• Best Cases from the AFIP Gastrointestinal Stromal Tumor of the Small Bowel

    RadioGraphics 2011; 31:429-434

    Benjamin M. Horwitz, MD ,G. Elizabeth Zamora, MD , Marcela P. Gallegos, MD


    History
    A 61 -year-old woman with no previous relevant medical conditions presented to the emergency department with a history of 10 days of melena and three episodes of fainting. The patient appeared pale. No palpable abdominal mass, abdominal pain, or other signs or symptoms were found at physical examination. A complete blood cell count showed a hematocrit level of 31%, with microcytic and hypochromic red blood cells.

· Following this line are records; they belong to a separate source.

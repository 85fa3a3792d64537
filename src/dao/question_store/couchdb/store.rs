use std::sync::Arc;

use futures::future::BoxFuture;
use rand::{rng, seq::SliceRandom};
use reqwest::{Client, Method, StatusCode};
use serde::{Serialize, de::DeserializeOwned};
use serde_json::from_value;

use crate::{
    dao::{
        models::{QuestionEntity, QuizEntity, SessionSummaryEntity},
        question_store::{QuestionSource, SessionSink},
        storage::StorageResult,
    },
    state::game::{QuestionId, QuizId},
};

use super::{
    config::CouchConfig,
    error::{CouchDaoError, CouchResult},
    models::{
        AllDocsResponse, CouchQuestionDocument, CouchQuizDocument, CouchSessionDocument,
        END_SUFFIX, QUESTION_PREFIX, question_doc_id, quiz_doc_id,
    },
};

/// Question bank and session archive backed by a CouchDB database.
#[derive(Clone)]
pub struct CouchQuestionStore {
    client: Client,
    base_url: Arc<str>,
    database: Arc<str>,
    auth: Option<(Arc<str>, Arc<str>)>,
}

impl CouchQuestionStore {
    /// Establish a connection to CouchDB and ensure the database exists.
    pub async fn connect(config: CouchConfig) -> CouchResult<Self> {
        let client = Client::builder()
            .build()
            .map_err(|source| CouchDaoError::ClientBuilder { source })?;

        let base_url = Arc::<str>::from(config.base_url.trim_end_matches('/'));
        let database = Arc::<str>::from(config.database);
        let auth = config
            .username
            .zip(config.password)
            .map(|(u, p)| (Arc::<str>::from(u), Arc::<str>::from(p)));

        let store = Self {
            client,
            base_url,
            database,
            auth,
        };

        store.ensure_database().await?;
        Ok(store)
    }

    fn database_url(&self) -> String {
        format!("{}/{}", self.base_url, self.database)
    }

    fn with_auth(&self, builder: reqwest::RequestBuilder) -> reqwest::RequestBuilder {
        match self.auth {
            Some((ref user, ref pass)) => builder.basic_auth(user.as_ref(), Some(pass.as_ref())),
            None => builder,
        }
    }

    fn request(&self, method: Method, path: &str) -> reqwest::RequestBuilder {
        let url = format!("{}/{}", self.database_url(), path);
        self.with_auth(self.client.request(method, url))
    }

    async fn ensure_database(&self) -> CouchResult<()> {
        let database = self.database.to_string();
        let url = self.database_url();

        let response = self
            .with_auth(self.client.get(&url))
            .send()
            .await
            .map_err(|source| CouchDaoError::DatabaseQuery {
                database: database.clone(),
                source,
            })?;

        match response.status() {
            StatusCode::OK => Ok(()),
            StatusCode::NOT_FOUND => {
                let create = self
                    .with_auth(self.client.put(&url))
                    .send()
                    .await
                    .map_err(|source| CouchDaoError::DatabaseCreate {
                        database: database.clone(),
                        source,
                    })?;
                if create.status().is_success() {
                    Ok(())
                } else {
                    Err(CouchDaoError::DatabaseStatus {
                        database,
                        status: create.status(),
                    })
                }
            }
            other => Err(CouchDaoError::DatabaseStatus {
                database,
                status: other,
            }),
        }
    }

    async fn get_document<T>(&self, doc_id: &str) -> CouchResult<Option<T>>
    where
        T: DeserializeOwned,
    {
        let response = self
            .request(Method::GET, doc_id)
            .send()
            .await
            .map_err(|source| CouchDaoError::RequestSend {
                path: doc_id.to_string(),
                source,
            })?;

        match response.status() {
            StatusCode::NOT_FOUND => Ok(None),
            status if status.is_success() => {
                response.json::<T>().await.map(Some).map_err(|source| {
                    CouchDaoError::DecodeResponse {
                        path: doc_id.to_string(),
                        source,
                    }
                })
            }
            other => Err(CouchDaoError::RequestStatus {
                path: doc_id.to_string(),
                status: other,
            }),
        }
    }

    async fn put_document<T>(&self, doc_id: &str, document: &T) -> CouchResult<()>
    where
        T: ?Sized + Serialize,
    {
        let response = self
            .request(Method::PUT, doc_id)
            .json(document)
            .send()
            .await
            .map_err(|source| CouchDaoError::RequestSend {
                path: doc_id.to_string(),
                source,
            })?;

        if response.status().is_success() {
            Ok(())
        } else {
            Err(CouchDaoError::RequestStatus {
                path: doc_id.to_string(),
                status: response.status(),
            })
        }
    }

    async fn list_documents<T>(&self, prefix: &str) -> CouchResult<Vec<T>>
    where
        T: DeserializeOwned,
    {
        const ALL_DOCS: &str = "_all_docs";
        let query = [
            ("include_docs", "true".to_string()),
            ("startkey", format!("\"{}\"", prefix)),
            ("endkey", format!("\"{}{}\"", prefix, END_SUFFIX)),
        ];

        let response = self
            .request(Method::GET, ALL_DOCS)
            .query(&query)
            .send()
            .await
            .map_err(|source| CouchDaoError::RequestSend {
                path: ALL_DOCS.to_string(),
                source,
            })?;

        if !response.status().is_success() {
            return Err(CouchDaoError::RequestStatus {
                path: ALL_DOCS.to_string(),
                status: response.status(),
            });
        }

        let payload = response.json::<AllDocsResponse>().await.map_err(|source| {
            CouchDaoError::DecodeResponse {
                path: ALL_DOCS.to_string(),
                source,
            }
        })?;

        let mut documents = Vec::new();
        for row in payload.rows {
            if let Some(doc) = row.doc {
                let parsed = from_value(doc).map_err(|source| CouchDaoError::DeserializeValue {
                    path: row.id.clone(),
                    source,
                })?;
                documents.push(parsed);
            }
        }

        Ok(documents)
    }

    async fn find_question(&self, id: QuestionId) -> CouchResult<Option<QuestionEntity>> {
        let doc = self
            .get_document::<CouchQuestionDocument>(&question_doc_id(id))
            .await?;
        Ok(doc.map(CouchQuestionDocument::into_entity))
    }

    async fn find_quiz(&self, id: QuizId) -> CouchResult<Option<QuizEntity>> {
        let doc = self
            .get_document::<CouchQuizDocument>(&quiz_doc_id(id))
            .await?;
        Ok(doc.map(CouchQuizDocument::into_entity))
    }
}

impl QuestionSource for CouchQuestionStore {
    fn question_by_id(
        &self,
        id: QuestionId,
    ) -> BoxFuture<'static, StorageResult<Option<QuestionEntity>>> {
        let store = self.clone();
        Box::pin(async move { store.find_question(id).await.map_err(Into::into) })
    }

    fn random_questions(&self, count: usize) -> BoxFuture<'static, StorageResult<Vec<QuestionEntity>>> {
        let store = self.clone();
        Box::pin(async move {
            let docs = store
                .list_documents::<CouchQuestionDocument>(QUESTION_PREFIX)
                .await?;
            let mut questions: Vec<QuestionEntity> =
                docs.into_iter().map(CouchQuestionDocument::into_entity).collect();
            questions.shuffle(&mut rng());
            questions.truncate(count);
            Ok(questions)
        })
    }

    fn quiz_by_id(&self, id: QuizId) -> BoxFuture<'static, StorageResult<Option<QuizEntity>>> {
        let store = self.clone();
        Box::pin(async move { store.find_quiz(id).await.map_err(Into::into) })
    }

    fn quiz_questions(
        &self,
        id: QuizId,
    ) -> BoxFuture<'static, StorageResult<Option<Vec<QuestionEntity>>>> {
        let store = self.clone();
        Box::pin(async move {
            let Some(quiz) = store.find_quiz(id).await? else {
                return Ok(None);
            };

            let mut questions = Vec::with_capacity(quiz.question_ids.len());
            let mut missing = Vec::new();
            for question_id in quiz.question_ids {
                match store.find_question(question_id).await? {
                    Some(question) => questions.push(question),
                    None => missing.push(question_id),
                }
            }

            if !missing.is_empty() {
                return Err(CouchDaoError::MissingQuestions {
                    quiz_id: id,
                    question_ids: missing,
                }
                .into());
            }

            Ok(Some(questions))
        })
    }

    fn health_check(&self) -> BoxFuture<'static, StorageResult<()>> {
        let store = self.clone();
        Box::pin(async move {
            let url = store.database_url();
            let response = store
                .with_auth(store.client.get(&url))
                .send()
                .await
                .map_err(|source| CouchDaoError::RequestSend {
                    path: url.clone(),
                    source,
                })?;

            if response.status().is_success() {
                Ok(())
            } else {
                Err(CouchDaoError::RequestStatus {
                    path: url,
                    status: response.status(),
                }
                .into())
            }
        })
    }
}

impl SessionSink for CouchQuestionStore {
    fn save_session(&self, summary: SessionSummaryEntity) -> BoxFuture<'static, StorageResult<()>> {
        let store = self.clone();
        Box::pin(async move {
            let doc = CouchSessionDocument::from(summary);
            store
                .put_document(&doc.id.clone(), &doc)
                .await
                .map_err(Into::into)
        })
    }
}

Her mean corpuscular volume was 75 fL (normal range, 80-98 fL), and her mean corpuscular hemoglobin was 24.6 pg (normal range, 26-34 pg) per cell. Her iron profile showed a low level of serum iron (28 µg/dL; normal range, 31-144 µg/dL) and diminished transferrin saturation (7.9%; normal range, 15%-50%). She underwent an upper gastrointestinal tract endoscopic examination with no abnormal findings.

    Imaging Findings
    Contrast material-enhanced abdominopelvic computed tomography (CT) was performed with both oral and intravenous contrast agents: 1 L diatrizoate meglumine and diatrizoate sodium was administered orally, and 120 mL io-hexol containing 300 mg iodine per milliliter was administered by intravenous injection at a rate of 3 mL/sec. There was a delay of 70 seconds between the injection and the initiation of scanning. The scanning parameters were 120 kVp, 180 mAs, pitch of 1, and section thickness of 3 mm. CT images revealed an exophytic mass arising from a small bowel (jejunal-proximal ileal) loop in the left lower quadrant. The dimensions (length x width x depth) of the mass were 5.6 x 6.0 x 5.8 cm. The mass contained prominent drainage veins and showed marked enhancement. It had a central cavity that was filled with gas; there was no sign of active bleeding (Fig 1).